Belgian Malinois > Kid/Male Agression in my male Mal (8 replies)
Kid/Male Agression in my male Mal
by TheSpoiledK9 on 14 May 2011 - 05:56
by TheSpoiledK9 on 14 May 2011 - 07:05
by Duderino on 14 May 2011 - 07:09
|Sounds to me like your first investment should be a leash. By your own admission (spoiledk9?) you spoil them and call them "lovers" yet you have missed signs of aggression that have been brewing for some time and now they're boiling. Someone will get hurt, quite possibly you or your family trying to break the two of them up. I'm thinking you should find some professional help and learn a little about working dogs. From the sound of things you guys are somewhat novices where the Malinois is concerned (gathered from the statement you made about giving them rawhides) and are kind of making excuses for their behaviors (the male "does whatever you ask, when you ask"). Again, the first thing I would invest in is a leash, they have way too much freedom in public.|
Before you get defensive and feel insulted, ask yourself one question; If your dog were chasing a rabbit across the street and you had only 1 opportunity to call him back before he got hit by a car, could you call him back? Remember, you only get one chance.
by TheSpoiledK9 on 14 May 2011 - 08:24
|i do not get insulted when it comes to advice, otherwise i would not have asked for it.|
The Spoiled K9 is my pet photography bussiness name.
they have 6 ft.leashes, 15 ft. leashes, collars, e-collars. No they do not have stellar recall, id say 3 out of 5 times they will come back first time, which i know is not good, it should be everytime, and im certain if he were chasing a rabbit (or a mongoose since we are in hawaii), then there is NO way he would come back first time.
I have had trainers, but they dont see it. he went to a board and train for 2 weeks with 2 GSD's and 2 mals. I AM inexperienced with the breed, which is why i hired the trainer that was experienced.
im not making excuses, i am simply trying to illustrate how diffrent he is at home, and out in the wolrd.
now duderino, if you have any other advice than "buy a leash", i am all ears.

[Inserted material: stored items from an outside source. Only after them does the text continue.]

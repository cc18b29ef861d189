// Copyright (c) 2020 Chaintope Inc.
// Distributed under the MIT software license, see the accompanying
// file COPYING or http://www.opensource.org/licenses/mit-license.php.

//! CashAddr encoder and decoder
//!
//! A CashAddr string is `<prefix>:<data>`, where `data` is the payload in
//! 5-bit groups followed by a 40-bit BCH checksum that covers both the
//! prefix and the payload. This module only deals with that string layer;
//! it knows nothing about networks or version bytes.
//!
//! ```rust
//! use coinaddr::util::cashaddr;
//!
//! let s = cashaddr::encode("pref", &[0x08; 21]);
//! let (prefix, payload) = cashaddr::decode(&s).unwrap();
//! assert_eq!(prefix, "pref");
//! assert_eq!(payload, vec![0x08; 21]);
//! ```

use std::{error, fmt};

/// Separator between the prefix and the data part.
pub const SEPARATOR: char = ':';

/// Number of 5-bit groups taken by the checksum.
const CHECKSUM_LENGTH: usize = 8;

const CHARSET: &[u8; 32] = b"qpzry9x8gf2tvdw0s3jn54khce6mua7l";

/// Reverse lookup of `CHARSET` over lowercase ASCII.
const CHARSET_REV: [i8; 128] = [
    -1, -1, -1, -1, -1, -1, -1, -1, -1, -1, -1, -1, -1, -1, -1, -1,
    -1, -1, -1, -1, -1, -1, -1, -1, -1, -1, -1, -1, -1, -1, -1, -1,
    -1, -1, -1, -1, -1, -1, -1, -1, -1, -1, -1, -1, -1, -1, -1, -1,
    15, -1, 10, 17, 21, 20, 26, 30,  7,  5, -1, -1, -1, -1, -1, -1,
    -1, -1, -1, -1, -1, -1, -1, -1, -1, -1, -1, -1, -1, -1, -1, -1,
    -1, -1, -1, -1, -1, -1, -1, -1, -1, -1, -1, -1, -1, -1, -1, -1,
    -1, 29, -1, 24, 13, 25,  9,  8, 23, -1, 18, 22, 31, 27, 19, -1,
     1,  0,  3, 16, 11, 28, 12, 14,  6,  4,  2, -1, -1, -1, -1, -1,
];

const GENERATORS: [u64; 5] = [
    0x98f2bc8e61,
    0x79b76d99e2,
    0xf33e5fb3c4,
    0xae2eabe2a8,
    0x1e4f43e470,
];

/// An error that might occur during CashAddr decoding
#[derive(Debug, PartialEq, Eq, Clone)]
pub enum Error {
    /// The string has no `:` separator or nothing in front of it.
    MissingPrefix,
    /// Upper and lower case letters are mixed.
    MixedCase,
    /// Character outside the prefix or data alphabet.
    InvalidChar(char),
    /// The data part is shorter than the checksum.
    TooShort(usize),
    /// The checksum does not verify.
    BadChecksum,
    /// Leftover bits of the 5-to-8 bit conversion are not zero padding.
    InvalidPadding,
}

impl fmt::Display for Error {
    fn fmt(&self, f: &mut fmt::Formatter) -> fmt::Result {
        match *self {
            Error::MissingPrefix => f.write_str("cashaddr prefix missing"),
            Error::MixedCase => f.write_str("cashaddr mixes upper and lower case"),
            Error::InvalidChar(c) => write!(f, "invalid cashaddr character {:?}", c),
            Error::TooShort(n) => write!(f, "cashaddr data part of {} characters cannot hold a checksum", n),
            Error::BadChecksum => f.write_str("cashaddr checksum mismatch"),
            Error::InvalidPadding => f.write_str("cashaddr data has non-zero padding"),
        }
    }
}

impl error::Error for Error {}

fn polymod(values: &[u8]) -> u64 {
    let mut c: u64 = 1;
    for &d in values {
        let c0 = (c >> 35) as u8;
        c = ((c & 0x07_ffff_ffff) << 5) ^ d as u64;
        for (i, g) in GENERATORS.iter().enumerate() {
            if c0 & (1 << i) != 0 {
                c ^= g;
            }
        }
    }
    c ^ 1
}

/// Lower five bits of every prefix character, then a zero for the separator.
fn expand_prefix(prefix: &str) -> Vec<u8> {
    let mut ret: Vec<u8> = prefix.bytes().map(|b| b & 0x1f).collect();
    ret.push(0);
    ret
}

fn to_base32(data: &[u8]) -> Vec<u8> {
    let mut acc: u32 = 0;
    let mut bits: u32 = 0;
    let mut ret = Vec::with_capacity((data.len() * 8 + 4) / 5);
    for &byte in data {
        acc = (acc << 8) | byte as u32;
        bits += 8;
        while bits >= 5 {
            bits -= 5;
            ret.push(((acc >> bits) & 0x1f) as u8);
        }
    }
    if bits > 0 {
        ret.push(((acc << (5 - bits)) & 0x1f) as u8);
    }
    ret
}

fn from_base32(data: &[u8]) -> Result<Vec<u8>, Error> {
    let mut acc: u32 = 0;
    let mut bits: u32 = 0;
    let mut ret = Vec::with_capacity(data.len() * 5 / 8);
    for &value in data {
        acc = ((acc << 5) | value as u32) & 0xfff;
        bits += 5;
        if bits >= 8 {
            bits -= 8;
            ret.push(((acc >> bits) & 0xff) as u8);
        }
    }
    if bits >= 5 || (acc << (8 - bits)) & 0xff != 0 {
        return Err(Error::InvalidPadding);
    }
    Ok(ret)
}

/// Encode `payload` under `prefix`. The prefix is expected in lower case.
pub fn encode(prefix: &str, payload: &[u8]) -> String {
    let data = to_base32(payload);

    let mut values = expand_prefix(prefix);
    values.extend_from_slice(&data);
    values.extend_from_slice(&[0; CHECKSUM_LENGTH]);
    let checksum = polymod(&values);

    let mut ret = String::with_capacity(prefix.len() + 1 + data.len() + CHECKSUM_LENGTH);
    ret.push_str(prefix);
    ret.push(SEPARATOR);
    for &v in data.iter() {
        ret.push(CHARSET[v as usize] as char);
    }
    for i in 0..CHECKSUM_LENGTH {
        let v = (checksum >> (5 * (CHECKSUM_LENGTH - 1 - i))) & 0x1f;
        ret.push(CHARSET[v as usize] as char);
    }
    ret
}

/// Decode a CashAddr string into its lower-cased prefix and payload.
pub fn decode(s: &str) -> Result<(String, Vec<u8>), Error> {
    let has_lower = s.chars().any(|c| c.is_ascii_lowercase());
    let has_upper = s.chars().any(|c| c.is_ascii_uppercase());
    if has_lower && has_upper {
        return Err(Error::MixedCase);
    }
    let s = s.to_ascii_lowercase();

    let sep = match s.rfind(SEPARATOR) {
        Some(0) | None => return Err(Error::MissingPrefix),
        Some(pos) => pos,
    };
    let (prefix, data) = (&s[..sep], &s[sep + 1..]);

    if let Some(c) = prefix.chars().find(|c| !c.is_ascii_alphanumeric()) {
        return Err(Error::InvalidChar(c));
    }

    let mut values = Vec::with_capacity(data.len());
    for c in data.chars() {
        let v = if c.is_ascii() { CHARSET_REV[c as usize] } else { -1 };
        if v < 0 {
            return Err(Error::InvalidChar(c));
        }
        values.push(v as u8);
    }
    if values.len() < CHECKSUM_LENGTH {
        return Err(Error::TooShort(values.len()));
    }

    let mut checked = expand_prefix(prefix);
    checked.extend_from_slice(&values);
    if polymod(&checked) != 0 {
        return Err(Error::BadChecksum);
    }

    values.truncate(values.len() - CHECKSUM_LENGTH);
    let payload = from_base32(&values)?;
    Ok((prefix.to_owned(), payload))
}

#[cfg(test)]
mod tests {
    use super::*;

    macro_rules! hex (($hex:expr) => (hex::decode($hex).unwrap()));

    #[test]
    fn test_encode() {
        let mut payload = vec![0x00];
        payload.extend(hex!("76a04053bda0a88bda5177b86a15c3b29f559873"));
        assert_eq!(
            encode("bitcoincash", &payload),
            "bitcoincash:qpm2qsznhks23z7629mms6s4cwef74vcwvy22gdx6a"
        );

        let mut payload = vec![0x08];
        payload.extend(hex!("f5bf48b397dae70be82b3cca4793f8eb2b6cdac9"));
        assert_eq!(encode("pref", &payload), "pref:pr6m7j9njldwwzlg9v7v53unlr4jkmx6ey65nvtks5");
        assert_eq!(encode("bchtest", &payload), "bchtest:pr6m7j9njldwwzlg9v7v53unlr4jkmx6eyvwc0uz5t");
    }

    #[test]
    fn test_decode() {
        let (prefix, payload) = decode("bitcoincash:qr6m7j9njldwwzlg9v7v53unlr4jkmx6eylep8ekg2").unwrap();
        assert_eq!(prefix, "bitcoincash");
        assert_eq!(payload[0], 0x00);
        assert_eq!(payload[1..].to_vec(), hex!("f5bf48b397dae70be82b3cca4793f8eb2b6cdac9"));

        // Upper case is accepted and reported in lower case.
        let (prefix, upper) = decode("BITCOINCASH:QR6M7J9NJLDWWZLG9V7V53UNLR4JKMX6EYLEP8EKG2").unwrap();
        assert_eq!(prefix, "bitcoincash");
        assert_eq!(upper, payload);
    }

    #[test]
    fn test_decode_errors() {
        assert_eq!(
            decode("bitcoincash:Qr6m7j9njldwwzlg9v7v53unlr4jkmx6eylep8ekg2"),
            Err(Error::MixedCase)
        );
        assert_eq!(
            decode("qr6m7j9njldwwzlg9v7v53unlr4jkmx6eylep8ekg2"),
            Err(Error::MissingPrefix)
        );
        assert_eq!(decode(":qr6m7j9njldwwzlg9v7v53unlr4jkmx6eylep8ekg2"), Err(Error::MissingPrefix));
        assert_eq!(
            decode("bitcoincash:br6m7j9njldwwzlg9v7v53unlr4jkmx6eylep8ekg2"),
            Err(Error::InvalidChar('b'))
        );
        assert_eq!(
            decode("bitcoincash:qpjdpjrm5zvp2al5u4uzmp36t9m0ll7gd525rss978💦😆"),
            Err(Error::InvalidChar('💦'))
        );
        assert_eq!(decode("bitcoincash:qpzry9x"), Err(Error::TooShort(7)));
        assert_eq!(
            decode("bitcoincash:qr6m7j9njldwwzlg9v7v53unlr4jkmx6eylep8ekg3"),
            Err(Error::BadChecksum)
        );
        // The checksum covers the prefix.
        assert_eq!(
            decode("bchtest:qpjdpjrm5zvp2al5u4uzmp36t9m0ll7gd525rss978"),
            Err(Error::BadChecksum)
        );
    }

    #[test]
    fn test_padding() {
        // 5 groups carry 25 bits: three bytes and one bit of padding.
        assert_eq!(from_base32(&[31, 31, 31, 31, 30]), Ok(vec![0xff, 0xff, 0xff]));
        assert_eq!(from_base32(&[31, 31, 31, 31, 31]), Err(Error::InvalidPadding));
        // A lone group cannot form a byte.
        assert_eq!(from_base32(&[0]), Err(Error::InvalidPadding));
        assert_eq!(to_base32(&[0xff, 0xff, 0xff]), vec![31, 31, 31, 31, 30]);
    }
}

by Cykodog on 14 May 2011 - 15:14
|Here's a thought - he is acting an out of control teenage ass because you have allowed this to happen. Stop treating him as a furkid and letting him get away with all this stuff, he is a dog, and if you set rules consistently and demand compliance, you will see a huge change for the better.|
Ideally you should get a trainer to train you to handle the dog. Board and train will get you a dog who respects and listens to the board-and-trainer but slides back into the same status quo at home. You have to put in the work to get the results for yourself, and you need someone teaching you how to go about this.

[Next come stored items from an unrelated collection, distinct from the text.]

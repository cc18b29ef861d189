// Rust Bitcoin Library
// Written in 2014 by
//     Andrew Poelstra <apoelstra@wpsoftware.net>
// To the extent possible under law, the author(s) have dedicated all
// copyright and related and neighboring rights to this software to
// the public domain worldwide. This software is distributed without
// any warranty.
//
// You should have received a copy of the CC0 Public Domain Dedication
// along with this software.
// If not, see <http://creativecommons.org/publicdomain/zero/1.0/>.
//

//! Base58 encoder and decoder
//!
//! Plain Base58 plus the Base58Check variant, which appends the first four
//! bytes of a double SHA256 of the data before encoding.
//!

use std::{error, fmt};

use hashes::{sha256d, Hash};

/// An error that might occur during base58 decoding
#[derive(Debug, PartialEq, Eq, Clone)]
pub enum Error {
    /// Invalid character encountered
    BadByte(u8),
    /// Checksum was not correct (expected, actual)
    BadChecksum(u32, u32),
    /// Checked data was less than 4 bytes
    TooShort(usize),
    /// The string is longer than any address this crate decodes
    InvalidLength(usize),
}

impl fmt::Display for Error {
    fn fmt(&self, f: &mut fmt::Formatter) -> fmt::Result {
        match *self {
            Error::BadByte(b) => write!(f, "invalid base58 character 0x{:x}", b),
            Error::BadChecksum(exp, actual) => write!(f, "base58ck checksum 0x{:x} does not match expected 0x{:x}", actual, exp),
            Error::TooShort(_) => write!(f, "base58ck data not even long enough for a checksum"),
            Error::InvalidLength(ell) => write!(f, "length {} invalid for this base58 type", ell),
        }
    }
}

impl error::Error for Error {}

static BASE58_CHARS: &'static [u8] = b"123456789ABCDEFGHJKLMNPQRSTUVWXYZabcdefghijkmnopqrstuvwxyz";

static BASE58_DIGITS: [Option<u8>; 128] = [
    None,     None,     None,     None,     None,     None,     None,     None,     // 0-7
    None,     None,     None,     None,     None,     None,     None,     None,     // 8-15
    None,     None,     None,     None,     None,     None,     None,     None,     // 16-23
    None,     None,     None,     None,     None,     None,     None,     None,     // 24-31
    None,     None,     None,     None,     None,     None,     None,     None,     // 32-39
    None,     None,     None,     None,     None,     None,     None,     None,     // 40-47
    None,     Some(0),  Some(1),  Some(2),  Some(3),  Some(4),  Some(5),  Some(6),  // 48-55
    Some(7),  Some(8),  None,     None,     None,     None,     None,     None,     // 56-63
    None,     Some(9),  Some(10), Some(11), Some(12), Some(13), Some(14), Some(15), // 64-71
    Some(16), None,     Some(17), Some(18), Some(19), Some(20), Some(21), None,     // 72-79
    Some(22), Some(23), Some(24), Some(25), Some(26), Some(27), Some(28), Some(29), // 80-87
    Some(30), Some(31), Some(32), None,     None,     None,     None,     None,     // 88-95
    None,     Some(33), Some(34), Some(35), Some(36), Some(37), Some(38), Some(39), // 96-103
    Some(40), Some(41), Some(42), Some(43), None,     Some(44), Some(45), Some(46), // 104-111
    Some(47), Some(48), Some(49), Some(50), Some(51), Some(52), Some(53), Some(54), // 112-119
    Some(55), Some(56), Some(57), None,     None,     None,     None,     None,     // 120-127
];

/// Decode base58-encoded string into a byte vector
pub fn from(data: &str) -> Result<Vec<u8>, Error> {
    // 11/15 is just over log_256(58)
    let mut scratch = vec![0u8; 1 + data.len() * 11 / 15];
    // Build in base 256
    for d58 in data.bytes() {
        // Compute "X = X * 58 + next_digit" in base 256
        if d58 as usize >= BASE58_DIGITS.len() {
            return Err(Error::BadByte(d58));
        }
        let mut carry = match BASE58_DIGITS[d58 as usize] {
            Some(d58) => d58 as u32,
            None => { return Err(Error::BadByte(d58)); }
        };
        for d256 in scratch.iter_mut().rev() {
            carry += *d256 as u32 * 58;
            *d256 = carry as u8;
            carry /= 256;
        }
        debug_assert_eq!(carry, 0);
    }

    // Copy leading zeroes directly
    let mut ret: Vec<u8> = data.bytes().take_while(|&x| x == BASE58_CHARS[0])
                                       .map(|_| 0)
                                       .collect();
    // Copy rest of string
    ret.extend(scratch.into_iter().skip_while(|&x| x == 0));
    Ok(ret)
}

/// Decode a base58check-encoded string
pub fn from_check(data: &str) -> Result<Vec<u8>, Error> {
    let mut ret: Vec<u8> = from(data)?;
    if ret.len() < 4 {
        return Err(Error::TooShort(ret.len()));
    }
    let ck_start = ret.len() - 4;
    let expected = checksum(&ret[..ck_start]);
    let actual = read_u32_le(&ret[ck_start..]);
    if expected != actual {
        return Err(Error::BadChecksum(expected, actual));
    }

    ret.truncate(ck_start);
    Ok(ret)
}

/// First four bytes of the double SHA256 of `data`, read little-endian.
fn checksum(data: &[u8]) -> u32 {
    read_u32_le(&sha256d::Hash::hash(data)[0..4])
}

fn read_u32_le(data: &[u8]) -> u32 {
    let mut buf = [0u8; 4];
    buf.copy_from_slice(&data[0..4]);
    u32::from_le_bytes(buf)
}

fn format_iter<I, W>(writer: &mut W, data: I) -> Result<(), fmt::Error>
where
    I: Iterator<Item = u8>,
    W: fmt::Write,
{
    let mut ret = Vec::with_capacity(128);

    let mut leading_zero_count = 0;
    let mut leading_zeroes = true;
    // Build string in little endian with 0-58 in place of characters...
    for d256 in data {
        let mut carry = d256 as usize;
        if leading_zeroes && carry == 0 {
            leading_zero_count += 1;
        } else {
            leading_zeroes = false;
        }

        for ch in ret.iter_mut() {
            let new_ch = *ch as usize * 256 + carry;
            *ch = (new_ch % 58) as u8;
            carry = new_ch / 58;
        }
        while carry > 0 {
            ret.push((carry % 58) as u8);
            carry /= 58;
        }
    }

    // ... then reverse it and convert to chars
    for _ in 0..leading_zero_count {
        ret.push(0);
    }

    for ch in ret.iter().rev() {
        writer.write_char(BASE58_CHARS[*ch as usize] as char)?;
    }

    Ok(())
}

fn encode_iter<I>(data: I) -> String
where
    I: Iterator<Item = u8>,
{
    let mut ret = String::new();
    format_iter(&mut ret, data).expect("writing into string shouldn't fail");
    ret
}

/// Obtain a string with the base58check encoding of a slice
/// (Tack the first 4 256-digits of the object's Bitcoin hash onto the end.)
pub fn check_encode_slice(data: &[u8]) -> String {
    let checksum = sha256d::Hash::hash(&data);
    encode_iter(
        data.iter()
            .cloned()
            .chain(checksum[0..4].iter().cloned())
    )
}
// Rust Bitcoin Library
// Written in 2014 by
//   Andrew Poelstra <apoelstra@wpsoftware.net>
//
// To the extent possible under law, the author(s) have dedicated all
// copyright and related and neighboring rights to this software to
// the public domain worldwide. This software is distributed without
// any warranty.
//
// You should have received a copy of the CC0 Public Domain Dedication
// along with this software.
// If not, see <http://creativecommons.org/publicdomain/zero/1.0/>.
//

//! Utility functions
//!
//! Functions needed by all parts of the address codecs: the two string
//! encodings they sit on and the public key type they hash.
//!

pub mod base58;
pub mod cashaddr;
pub mod key;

BTW "durerino" was hinting that perhaps you should manage the dog... It is not literally about a leash and a recall, but control and obedience!

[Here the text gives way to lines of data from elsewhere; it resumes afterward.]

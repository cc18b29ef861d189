// Rust Bitcoin Library
// Written in 2014 by
//     Andrew Poelstra <apoelstra@wpsoftware.net>
// To the extent possible under law, the author(s) have dedicated all
// copyright and related and neighboring rights to this software to
// the public domain worldwide. This software is distributed without
// any warranty.
//
// You should have received a copy of the CC0 Public Domain Dedication
// along with this software.
// If not, see <http://creativecommons.org/publicdomain/zero/1.0/>.
//
// Changes for rust-tapyrus is licensed as below.
// Copyright (c) 2019 Chaintope Inc.
// Distributed under the MIT software license, see the accompanying
// file COPYING or http://www.opensource.org/licenses/mit-license.php.
//

//! Legacy Base58Check addresses
//!
//! `base58check(version || hash)`, where the version byte selects network and
//! address type and the hash is 20 bytes.
//!
//! # Example: creating an address from a public key
//!
//! ```rust
//! use coinaddr::{AddressEncoding, LegacyAddress, Network, PublicKey};
//!
//! let bytes = [
//!     0x02, 0xed, 0xcd, 0xbe, 0xc9, 0xf7, 0x67, 0x66, 0x98, 0x1b, 0x1a,
//!     0xd5, 0x8d, 0x5e, 0x82, 0x7a, 0x51, 0x13, 0xfc, 0x81, 0xd2, 0x24,
//!     0x83, 0x5e, 0xc3, 0x63, 0x83, 0xc7, 0x93, 0x7a, 0xb0, 0x19, 0xbb,
//! ];
//! let public_key = PublicKey::from_slice(&bytes).unwrap();
//! let address = LegacyAddress::p2pkh(&public_key, Network::Mainnet);
//! assert_eq!(address.to_string(), "1HYEeWaMVQgCLWYArSbsSK4ZrvBHMxeVaN");
//! assert_eq!(address.public_key(), Some(&bytes[..]));
//! ```

use std::fmt::{self, Display, Formatter};
use std::hash::{Hash as StdHash, Hasher};
use std::str::FromStr;

use hashes::{hash160, Hash};

use crate::address::cash::encode_cashaddr;
use crate::address::{decode_base58check, version, AddressEncoding, AddressType, Error, Malformed};
use crate::network::constants::Network;
use crate::util::base58;
use crate::util::key::PublicKey;

/// Length of the hash carried by a legacy address.
pub const HASH_LEN: usize = 20;

/// A legacy Base58Check address.
#[derive(Clone)]
pub struct LegacyAddress {
    network: Network,
    address_type: AddressType,
    data: Vec<u8>,
    public_key: Option<Vec<u8>>,
    base58: String,
    cashaddr: String,
}

impl LegacyAddress {
    /// Builds an address from a hash the caller has already computed. The
    /// hash is expected to be [`HASH_LEN`] bytes long.
    pub fn new(data: &[u8], address_type: AddressType, network: Network) -> LegacyAddress {
        LegacyAddress::build(data.to_vec(), address_type, network, None)
    }

    /// Creates a pay to public key hash address from a public key. The key
    /// is hashed in the serialization form its `compressed` flag selects.
    pub fn p2pkh(pk: &PublicKey, network: Network) -> LegacyAddress {
        let hash = pk.pubkey_hash();
        LegacyAddress::build(hash[..].to_vec(), AddressType::PubkeyHash, network, Some(pk.to_bytes()))
    }

    /// Creates a pay to script hash address from a redeem script.
    pub fn p2sh(script: &[u8], network: Network) -> LegacyAddress {
        let hash = <hash160::Hash as Hash>::hash(script);
        LegacyAddress::build(hash[..].to_vec(), AddressType::ScriptHash, network, None)
    }

    pub(crate) fn build(
        data: Vec<u8>,
        address_type: AddressType,
        network: Network,
        public_key: Option<Vec<u8>>,
    ) -> LegacyAddress {
        LegacyAddress {
            base58: encode_base58(network, address_type, &data),
            cashaddr: encode_cashaddr(network, address_type, &data),
            network,
            address_type,
            data,
            public_key,
        }
    }

    /// Parses the Base58Check-decoded body of an address, version byte first.
    pub(crate) fn from_body(body: &[u8]) -> Result<LegacyAddress, Error> {
        let (&version, hash) = body
            .split_first()
            .ok_or(Error::Invalid(Malformed::MissingVersionByte))?;
        let (network, address_type) = version::decode_version_byte(version)?;
        if hash.len() != HASH_LEN {
            return Err(Error::Invalid(Malformed::PayloadLength {
                expected: HASH_LEN,
                found: hash.len(),
            }));
        }
        Ok(LegacyAddress::build(hash.to_vec(), address_type, network, None))
    }
}

/// Base58Check string of `data` under the version byte of `network` and
/// `address_type`.
pub(crate) fn encode_base58(network: Network, address_type: AddressType, data: &[u8]) -> String {
    let mut prefixed = Vec::with_capacity(1 + data.len());
    prefixed.push(version::encode_version_byte(network, address_type));
    prefixed.extend_from_slice(data);
    base58::check_encode_slice(&prefixed)
}

impl AddressEncoding for LegacyAddress {
    fn network(&self) -> Network {
        self.network
    }

    fn address_type(&self) -> AddressType {
        self.address_type
    }

    fn data(&self) -> &[u8] {
        &self.data
    }

    fn public_key(&self) -> Option<&[u8]> {
        self.public_key.as_ref().map(|pk| &pk[..])
    }

    fn base58(&self) -> &str {
        &self.base58
    }

    fn cashaddr(&self) -> &str {
        &self.cashaddr
    }
}

impl PartialEq for LegacyAddress {
    fn eq(&self, other: &LegacyAddress) -> bool {
        self.network == other.network
            && self.address_type == other.address_type
            && self.data == other.data
    }
}

impl Eq for LegacyAddress {}

impl StdHash for LegacyAddress {
    fn hash<H: Hasher>(&self, state: &mut H) {
        self.network.hash(state);
        self.address_type.hash(state);
        self.data.hash(state);
    }
}

impl Display for LegacyAddress {
    fn fmt(&self, fmt: &mut Formatter) -> fmt::Result {
        fmt.write_str(&self.base58)
    }
}

impl fmt::Debug for LegacyAddress {
    fn fmt(&self, f: &mut Formatter) -> fmt::Result {
        write!(f, "{}", self.to_string())
    }
}

impl FromStr for LegacyAddress {
    type Err = Error;

    fn from_str(s: &str) -> Result<LegacyAddress, Error> {
        decode_base58check(s)
            .and_then(|body| LegacyAddress::from_body(&body))
            .map_err(|e| {
                trace!("rejected legacy address {:?}: {}", s, e);
                e
            })
    }
}

serde_string_impl!(LegacyAddress, "a legacy base58 address");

by EmmyBelle on 16 May 2011 - 13:52
|I agree......These dogs will walk all over you if you let them. They will try anything and everything to push your buttons just to see how far you will let them go. Control and obedience defintely will be the key for your dog. It takes a lot of work and discipline on your part as well. I've start Schutzhund with mine and she's a totally different dog. She's soooo much better!! Good luck!|
by ruaidhri on 16 May 2011 - 21:11
|Put your dogs on a lead and take some responsability for them.|
by allegretto on 18 June 2011 - 02:25
|Properly training one of these dogs is a LOT of work. All the traits we love in them make them bold and at times aggressive. Much more intese a process than training a child, though gratefully once trained they are much less work than a child in terms of reenforcement|
You have two issues now; home and away
at home eventually the male will probably assert himself. hopefully it won't come to injury, but You may get hurt pretty bad breaking up these two. you cannot stop nature and ultimately there will be a showdown between these two... just is
Outside is a HUGE risk. A poorly disciplined dog is not a good thing, a poorly trained BM is dangerous. These guys are tough as nails and athletes to boot, they can raise mayhem. Looks like your boy is getting to like the fact that he can intimidate
Spend the money on finding a Great Trainer and follow the instructions carefully and specifically. He needs reward (Love is best!) and negative reenforcement as well. A good trainer will know what level of reenforcement is appropriate. The payback on your investment in training will be "cheap", really.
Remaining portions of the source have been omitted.